1690 – Siege of Limerick commences when William of Orange encamps just outside the walls of the old city, with an army of about 26,000; the Irish defenders were similar in number though not nearly as well armed.

1850 – Irish Tenant League is founded.

1886 – Death of Sir Samuel Ferguson, an Irish poet, barrister, antiquarian, artist and public servant. Perhaps the most important Ulster-Scot poet of the 19th century, because of his interest in Irish mythology and early Irish history; he can be seen as a forerunner of William Butler Yeats and the other poets of the Celtic Twilight.

1920 – The Restoration of Order in Ireland Act received Royal assent. The Act gave Dublin Castle the power to govern by regulation; to replace the criminal courts with courts martial; to replace coroners’ inquests with military courts of inquiry; and to punish disaffected local governments by withholding their grants of money.

1922 – There is fighting at Douglas County Cork. The Free State troops take 36 republican prisoners.

1922 – A National Army soldier is killed in ambush at Ferrycarrig, Wexford.

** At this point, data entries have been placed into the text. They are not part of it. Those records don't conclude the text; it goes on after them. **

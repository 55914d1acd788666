//! Line-oriented decoder devices.
//!
//! Many USB and serial scanners decode on-device and emit one barcode per
//! line. Reading the device node (or a FIFO fed by a camera decoder) gives a
//! feed of raw barcode text.

use std::path::{Path, PathBuf};

use tokio::fs::File;
use tokio::io::{AsyncBufReadExt, BufReader, Lines};
use tracing::debug;

use super::{CaptureDevice, DecodeFeed, ScanError};

/// A decoder that writes one barcode per line to a file-like path.
#[derive(Debug, Clone)]
pub struct LineDevice {
    path: PathBuf,
}

impl LineDevice {
    #[must_use]
    pub fn new(path: impl Into<PathBuf>) -> Self {
        Self { path: path.into() }
    }

    #[must_use]
    pub fn path(&self) -> &Path {
        &self.path
    }
}

impl CaptureDevice for LineDevice {
    type Feed = LineFeed;

    async fn acquire(&self) -> Result<LineFeed, ScanError> {
        let file = File::open(&self.path).await.map_err(|e| {
            ScanError::Unavailable(format!("{}: {e}", self.path.display()))
        })?;
        debug!(path = %self.path.display(), "scanner opened");
        Ok(LineFeed {
            lines: Some(BufReader::new(file).lines()),
        })
    }
}

/// An open line device.
pub struct LineFeed {
    lines: Option<Lines<BufReader<File>>>,
}

impl DecodeFeed for LineFeed {
    async fn next_decode(&mut self) -> Result<Option<String>, ScanError> {
        let Some(lines) = self.lines.as_mut() else {
            return Ok(None);
        };
        match lines.next_line().await {
            Ok(Some(line)) if line.trim().is_empty() => {
                Err(ScanError::Decode("empty read".to_owned()))
            }
            Ok(Some(line)) => Ok(Some(line)),
            Ok(None) => Ok(None),
            // Invalid UTF-8 is a misread, not a dead device
            Err(e) if e.kind() == std::io::ErrorKind::InvalidData => {
                Err(ScanError::Decode(e.to_string()))
            }
            Err(e) => Err(ScanError::Device(e.to_string())),
        }
    }

    fn release(&mut self) {
        // Closing the handle hands the device back to the OS
        self.lines = None;
    }
}

#[cfg(test)]
#[allow(clippy::unwrap_used)]
mod tests {
    use super::*;

    fn temp_path(name: &str) -> PathBuf {
        std::env::temp_dir().join(format!("apotek-{name}-{}", uuid::Uuid::new_v4()))
    }

    #[tokio::test]
    async fn test_reads_lines_then_closes() {
        let path = temp_path("scanner");
        tokio::fs::write(&path, "8991001\n\nQR-VIT-C\n").await.unwrap();

        let mut feed = LineDevice::new(&path).acquire().await.unwrap();
        assert_eq!(feed.next_decode().await.unwrap().as_deref(), Some("8991001"));
        assert!(matches!(feed.next_decode().await, Err(ScanError::Decode(_))));
        assert_eq!(feed.next_decode().await.unwrap().as_deref(), Some("QR-VIT-C"));
        assert!(feed.next_decode().await.unwrap().is_none());

        feed.release();
        assert!(feed.next_decode().await.unwrap().is_none());
        tokio::fs::remove_file(&path).await.unwrap();
    }

    #[tokio::test]
    async fn test_missing_device_is_unavailable() {
        let result = LineDevice::new(temp_path("missing")).acquire().await;
        assert!(matches!(result, Err(ScanError::Unavailable(_))));
    }
}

1922 – General Prout’s Free State column takes Redmondstown, County Kilkenny, with the aid of artillery.

1971 – Internment is introduced in Northern Ireland. As violence continued to flare in the North, Unionist Prime Minister Brian Faulkner was under increasing pressure to halt Republican violence and bombings against the institutions of Northern Ireland. A conflict that had simmered, sometimes boiled since the introduction of the Northern Ireland state in 1922 was by now reaping terrible toil. The introduction of internment gave the authorities the power to indefinitely detain suspected terrorists without trial. More than 300 Republican suspects were detained in early morning raids. Faulkner claimed that Northern Ireland was “quite simply at war with the terrorist.” (In the 1940s, Eamonn De Valera in the South of Ireland had also introduced internment against Republicans, many of whom would have fought with Dev and his colleagues during the War of Independence.) Internment provoked even greater violence in the North. Exactly what the authorities could have done in the circumstances is difficult to know, but internment proved a recruitment boon to the IRA. Arrests were often made based on outdated information. The internment of innocent Nationalists provoked even greater anger. While the bulk of the violence that prompted internment was IRA based, Loyalist paramilitaries were also involved in violence although none were interned. http://youtu.be/HZxpAkUZwfg

1971 – 9-11: During the internment round-up operation in west Belfast, the Parachute Regiment killed 11 unarmed civilians in what became known as the Ballymurphy massacre.

1979 – The first Vietnamese boat people arrive in Ireland.

1998 – U2’s PopMart movie debuts at the Festival Revue in Edinburgh, Scotland.

2000 – Secondary picketing by striking train drivers, who are members of the Irish Locomotive Drivers’ Association, causes transport chaos for thousands of Dublin commuters.